SteveM got this one for me.
From CA
While Tom may think that his code accomplished a 1990 cutoff, it didn’t. As I originally observed, the closing portion of the Tom’s curve looks like Briffa’s data because it is Briffa’s data – apoint that I had avoided this error in my original Figure 3.

Don S.
September 30, 2009 9:24 am

Rhys Jaggar (01:02:40) :
“I have to say that the world can wait 50 years for 100 years of reliable direct measurements, be they by satellite or by land-based measurement (which should happen anyway to validate/detect deviations in the sensor-based satellite approach), rather than tear itself to pieces when the evidence, viewed dispassionately, of runaway global warming, simply is not sufficiently clear to justify such a premature battle between a jungle lioness and a pack of wilderbeest, being eagerly awaited, anticipated and fed upon by a pack of rapacious vultures.
Does anyone else agree with me??”
I do. When can we get started? I think this is where I came in. (see USHCN project)

Frederick Michael
September 30, 2009 9:32 am

To all,
History is being made here this week and all comments will be part of the record. Tom P deserves a medal for being willing to stand alone, disagreeing with a room full of intellectuals. That is very difficult to do and any hostility interferes with full function. Even the most minor personal comment is counter-productive.
Please treat him the way you would if you were a student and he were a famous professor with control over your grade.
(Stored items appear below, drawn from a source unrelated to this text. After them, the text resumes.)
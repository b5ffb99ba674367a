use core::fmt;

use serde_derive::{Deserialize, Serialize};

use crate::units::{Mm, Pt};

/// Fill path using nonzero winding number rule
pub const OP_PATH_PAINT_FILL_NZ: &str = "f";
/// Fill path using even-odd rule
pub const OP_PATH_PAINT_FILL_EO: &str = "f*";
/// Fill and stroke path using nonzero winding number rule
pub const OP_PATH_PAINT_FILL_STROKE_NZ: &str = "B";
/// Close, fill and stroke path using nonzero winding number rule
pub const OP_PATH_PAINT_FILL_STROKE_CLOSE_NZ: &str = "b";
/// Fill and stroke path using even-odd rule
pub const OP_PATH_PAINT_FILL_STROKE_EO: &str = "B*";
/// Close, fill and stroke path using even odd rule
pub const OP_PATH_PAINT_FILL_STROKE_CLOSE_EO: &str = "b*";
/// Current path is a clip path, non-zero winding order (usually in like `h W S`)
pub const OP_PATH_CONST_CLIP_NZ: &str = "W";
/// Current path is a clip path, non-zero winding order
pub const OP_PATH_CONST_CLIP_EO: &str = "W*";

/// Rectangle struct (x, y, width, height) from the LOWER LEFT corner of the page
#[derive(PartialEq, Clone, Serialize, Deserialize)]
#[serde(rename_all = "camelCase")]
pub struct Rect {
    pub x: Pt,
    pub y: Pt,
    pub width: Pt,
    pub height: Pt,
    pub mode: Option<PaintMode>,
    pub winding_order: Option<WindingOrder>,
}

impl fmt::Debug for Rect {
    fn fmt(&self, f: &mut std::fmt::Formatter<'_>) -> std::fmt::Result {
        write!(
            f,
            "{}x{} @ {} - {}",
            self.width.0, self.height.0, self.x.0, self.y.0
        )
    }
}

impl Rect {
    pub fn lower_left(&self) -> Point {
        Point {
            x: self.x,
            y: self.y,
        }
    }

    pub fn upper_right(&self) -> Point {
        Point {
            x: self.x + self.width,
            y: self.y + self.height,
        }
    }

    pub fn from_wh(width: Pt, height: Pt) -> Self {
        Self {
            x: Pt(0.0),
            y: Pt(0.0),
            width,
            height,
            mode: None,
            winding_order: None,
        }
    }

    pub fn from_xywh(x: Pt, y: Pt, width: Pt, height: Pt) -> Self {
        Self {
            x,
            y,
            width,
            height,
            mode: None,
            winding_order: None,
        }
    }

    pub fn to_polygon(&self) -> Polygon {
        Polygon {
            rings: vec![PolygonRing {
                points: self.gen_points(),
            }],
            mode: self.mode.unwrap_or(PaintMode::Fill),
            winding_order: self.winding_order.unwrap_or(WindingOrder::NonZero),
        }
    }

    pub fn to_line(&self) -> Line {
        Line {
            points: self.gen_points(),
            is_closed: true,
        }
    }

    fn gen_points(&self) -> Vec<LinePoint> {
        let top = Pt(self.y.0 + self.height.0);
        let bottom = self.y;
        let left = self.x;
        let right = Pt(self.x.0 + self.width.0);

        let tl = Point { x: left, y: top };
        let tr = Point { x: right, y: top };
        let br = Point {
            x: right,
            y: bottom,
        };
        let bl = Point { x: left, y: bottom };

        vec![
            LinePoint {
                p: tl,
                bezier: false,
            },
            LinePoint {
                p: tr,
                bezier: false,
            },
            LinePoint {
                p: br,
                bezier: false,
            },
            LinePoint {
                p: bl,
                bezier: false,
            },
        ]
    }

    pub fn to_array(&self) -> Vec<lopdf::Object> {
        vec![
            (self.x.0.round() as i64).into(),
            (self.y.0.round() as i64).into(),
            (self.width.0.round() as i64).into(),
            (self.height.0.round() as i64).into(),
        ]
    }
}

/// The rule to use in filling/clipping paint operations.
///
/// This is meaningful in the following cases:
///
/// - When a path uses one of the _fill_ paint operations, this will determine the rule used to fill
///   the paths.
/// - When a path uses a [clip] painting mode, this will determine the rule used to limit the
///   regions of the page affected by painting operators.
///
/// Most of the time, `NonZero` is the appropriate option.
///
/// [clip]: PaintMode::Clip
#[derive(Debug, Default, Clone, Copy, PartialEq, Eq, Hash, Serialize, Deserialize)]
#[serde(rename_all = "kebab-case")]
pub enum WindingOrder {
    /// Make any filling or clipping paint operators follow the _even-odd rule_.
    ///
    /// This rule determines whether a point is inside a path by drawing a ray from that point in
    /// any direction and simply counting the number of path segments that cross the ray,
    /// regardless of direction. If this number is odd, the point is inside; if even, the point is
    /// outside. This yields the same results as the nonzero winding number rule for paths with
    /// simple shapes, but produces different results for more complex shapes.
    EvenOdd,

    /// Make any filling or clipping paint operators follow the _nonzero rule_.
    ///
    /// This rule determines whether a given point is inside a path by conceptually drawing a ray
    /// from that point to infinity in any direction and then examining the places where a segment
    /// of the path crosses the ray. Starting with a count of 0, the rule adds 1 each time a path
    /// segment crosses the ray from left to right and subtracts 1 each time a segment crosses from
    /// right to left. After counting all the crossings, if the result is 0, the point is outside
    /// the path; otherwise, it is inside.
    #[default]
    NonZero,
}

impl WindingOrder {
    /// Gets the operator for a clip paint operation.
    #[must_use]
    pub fn get_clip_op(&self) -> &'static str {
        match self {
            WindingOrder::NonZero => OP_PATH_CONST_CLIP_NZ,
            WindingOrder::EvenOdd => OP_PATH_CONST_CLIP_EO,
        }
    }

    /// Gets the operator for a fill paint operation.
    #[must_use]
    pub fn get_fill_op(&self) -> &'static str {
        match self {
            WindingOrder::NonZero => OP_PATH_PAINT_FILL_NZ,
            WindingOrder::EvenOdd => OP_PATH_PAINT_FILL_EO,
        }
    }

    /// Gets the operator for a close, fill and stroke painting operation.
    #[must_use]
    pub fn get_fill_stroke_close_op(&self) -> &'static str {
        match self {
            WindingOrder::NonZero => OP_PATH_PAINT_FILL_STROKE_CLOSE_NZ,
            WindingOrder::EvenOdd => OP_PATH_PAINT_FILL_STROKE_CLOSE_EO,
        }
    }

    /// Gets the operator for a fill and stroke painting operation.
    #[must_use]
    pub fn get_fill_stroke_op(&self) -> &'static str {
        match self {
            WindingOrder::NonZero => OP_PATH_PAINT_FILL_STROKE_NZ,
            WindingOrder::EvenOdd => OP_PATH_PAINT_FILL_STROKE_EO,
        }
    }
}

/// The path-painting mode for a path.
#[derive(Debug, Default, Copy, Clone, PartialEq, Eq, Hash, Serialize, Deserialize)]
#[serde(rename_all = "kebab-case")]
pub enum PaintMode {
    /// Set the path in clipping mode instead of painting it.
    ///
    /// The path is not being drawing, but it will be used for clipping operations instead. The
    /// rule for clipping are determined by the value [`WindingOrder`] associated to the path.
    Clip,

    /// Fill the path.
    #[default]
    Fill,

    /// Paint a line along the path.
    Stroke,

    /// Fill the path and paint a line along it.
    FillStroke,
}

#[derive(Debug, Default, Copy, Clone, Serialize, Deserialize)]
#[serde(rename_all = "camelCase")]
pub struct Point {
    /// x position from the bottom left corner in pt
    pub x: Pt,
    /// y position from the bottom left corner in pt
    pub y: Pt,
}

impl Point {
    /// Create a new point.
    /// **WARNING: The reference point for a point is the bottom left corner, not the top left**
    #[inline]
    pub fn new(x: Mm, y: Mm) -> Self {
        Self {
            x: x.into(),
            y: y.into(),
        }
    }
}

impl PartialEq for Point {
    // custom compare function because of floating point inaccuracy
    fn eq(&self, other: &Point) -> bool {
        if self.x.0.is_normal()
            && other.x.0.is_normal()
            && self.y.0.is_normal()
            && other.y.0.is_normal()
        {
            // four floating point numbers have to match
            let x_eq = self.x == other.x;
            if !x_eq {
                return false;
            }
            let y_eq = self.y == other.y;
            if y_eq {
                return true;
            }
        }

        false
    }
}

/// Either a point or a bezier control point
#[derive(Debug, Clone, PartialEq, Default, Serialize, Deserialize)]
#[serde(rename_all = "camelCase")]
pub struct LinePoint {
    /// Location of the point
    pub p: Point,
    /// If `true`, this point is a bezier control point
    pub bezier: bool,
}

#[derive(Debug, Clone, PartialEq, Default, Serialize, Deserialize)]
#[serde(rename_all = "camelCase")]
pub struct Line {
    /// 2D Points for the line
    pub points: Vec<LinePoint>,
    /// Whether the line should automatically be closed
    pub is_closed: bool,
}

#[derive(Debug, Clone, PartialEq, Default, Serialize, Deserialize)]
#[serde(rename_all = "camelCase")]
pub struct Polygon {
    /// 2D Points for the line. The `bool` indicates whether the next point is a bezier control
    /// point.
    pub rings: Vec<PolygonRing>,
    /// What type of polygon is this?
    pub mode: PaintMode,
    /// Winding order to use for constructing this polygon
    pub winding_order: WindingOrder,
}

#[derive(Debug, Clone, PartialEq, Default, Serialize, Deserialize)]
#[serde(rename_all = "camelCase")]
pub struct PolygonRing {
    /// 2D Points for the ring
    pub points: Vec<LinePoint>,
}

impl FromIterator<(Point, bool)> for Polygon {
    fn from_iter<I: IntoIterator<Item = (Point, bool)>>(iter: I) -> Self {
        let mut points = Vec::new();
        for i in iter {
            points.push(LinePoint {
                p: i.0,
                bezier: i.1,
            });
        }
        Polygon {
            rings: vec![PolygonRing { points }],
            ..Default::default()
        }
    }
}

/// __See PDF Reference Page 216__ - Line join style
#[derive(Debug, Copy, Clone, PartialEq, Eq, PartialOrd, Ord, Serialize, Deserialize)]
#[serde(rename_all = "kebab-case")]
pub enum LineJoinStyle {
    /// Miter join. The outer edges of the strokes for the two segments are extended
    /// until they meet at an angle, as in a picture frame. If the segments meet at too
    /// sharp an angle (as defined by the miter limit parameter—see “Miter Limit,”
    /// above), a bevel join is used instead.
    Miter,
    /// Round join. An arc of a circle with a diameter equal to the line width is drawn
    /// around the point where the two segments meet, connecting the outer edges of
    /// the strokes for the two segments. This pieslice-shaped figure is filled in, pro-
    /// ducing a rounded corner.
    Round,
    /// Bevel join. The two segments are finished with butt caps (see “Line Cap Style”
    /// on page 216) and the resulting notch beyond the ends of the segments is filled
    /// with a triangle.
    Bevel,
}

impl LineJoinStyle {
    pub fn id(&self) -> i64 {
        match self {
            LineJoinStyle::Miter => 0,
            LineJoinStyle::Round => 1,
            LineJoinStyle::Bevel => 2,
        }
    }
    pub fn to_svg_string(&self) -> &'static str {
        match self {
            LineJoinStyle::Miter => "miter",
            LineJoinStyle::Round => "round",
            LineJoinStyle::Bevel => "bevel",
        }
    }
}

/// The text rendering mode determines how a text is drawn
/// The default rendering mode is `Fill`. The color of the
/// fill / stroke is determine by the current pages outline /
/// fill color.
///
/// See PDF Reference 1.7 Page 402
#[derive(Debug, Copy, Clone, PartialEq, Eq, PartialOrd, Ord, Serialize, Deserialize)]
#[serde(rename_all = "kebab-case")]
pub enum TextRenderingMode {
    Fill,
    Stroke,
    FillStroke,
    Invisible,
    FillClip,
    StrokeClip,
    FillStrokeClip,
    Clip,
}

impl TextRenderingMode {
    pub fn from_i64(i: i64) -> Self {
        match i {
            0 => TextRenderingMode::Fill,
            1 => TextRenderingMode::Stroke,
            2 => TextRenderingMode::FillStroke,
            3 => TextRenderingMode::Invisible,
            4 => TextRenderingMode::FillClip,
            5 => TextRenderingMode::StrokeClip,
            6 => TextRenderingMode::FillStrokeClip,
            7 => TextRenderingMode::Clip,
            _ => TextRenderingMode::Fill,
        }
    }
    pub fn id(&self) -> i64 {
        match self {
            TextRenderingMode::Fill => 0,
            TextRenderingMode::Stroke => 1,
            TextRenderingMode::FillStroke => 2,
            TextRenderingMode::Invisible => 3,
            TextRenderingMode::FillClip => 4,
            TextRenderingMode::StrokeClip => 5,
            TextRenderingMode::FillStrokeClip => 6,
            TextRenderingMode::Clip => 7,
        }
    }
}

/// __See PDF Reference (Page 216)__ - Line cap (ending) style
#[derive(Debug, Copy, Clone, PartialEq, Eq, PartialOrd, Ord, Serialize, Deserialize)]
#[serde(rename_all = "kebab-case")]
pub enum LineCapStyle {
    /// Butt cap. The stroke is squared off at the endpoint of the path. There is no
    /// projection beyond the end of the path.
    Butt,
    /// Round cap. A semicircular arc with a diameter equal to the line width is
    /// drawn around the endpoint and filled in.
    Round,
    /// Projecting square cap. The stroke continues beyond the endpoint of the path
    /// for a distance equal to half the line width and is squared off.
    ProjectingSquare,
}

impl LineCapStyle {
    pub fn id(&self) -> i64 {
        match self {
            LineCapStyle::Butt => 0,
            LineCapStyle::Round => 1,
            LineCapStyle::ProjectingSquare => 2,
        }
    }

    pub fn get_svg_id(&self) -> &'static str {
        match self {
            LineCapStyle::Butt => "butt",
            LineCapStyle::Round => "round",
            LineCapStyle::ProjectingSquare => "square",
        }
    }
}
September 30, 2009 9:34 am

Tom: I am not well versed in some of the technical aspects used to plot these graphs, so I hope my question makes some sense. On this graph you posted, does the smoothing you used take a percentage of the data trends from previous years and include that rise in the last year (i.e. immediate past trends affect the outcome of a selected year on the graph) therefore making the rise in the last two years a product of the inclusion previous years rise?

DR
September 30, 2009 9:52 am

ROM, Mosh, jeff id and anyone else seeing the obvious…..
Tom P = Beaker incognito 🙂 JK
It’s time to ‘move on’.

Michael
September 30, 2009 10:07 am

For those of you who are not informed David Rockefeller is a US Senator.

richcar
September 30, 2009 10:25 am

Even if the AGW cherrypickers are right about elevated atmospheric temps in the arctic with respect to the MWP, what does this have to due with a paleo global temperature reconstruction? It may just demonstrate their sought after local polar amplification. Surely we must be looking at new reconstructions like the Woods Hole reconstruction of SST’s which demonstrate that current SST’s are similar to the MWP. After all we know that global heat must reside primarly in the ocean.
http://www.whoi.edu/page.do?pid=7545&tid=282&cid=59106&ct=162

dearieme
September 30, 2009 11:38 am

Long ago, on another blog, I tried to have a scientific discussion with a Warmmonger. Then I realised that he was not arguing in good faith. Still, he was a “Stuart” not a “Tom”.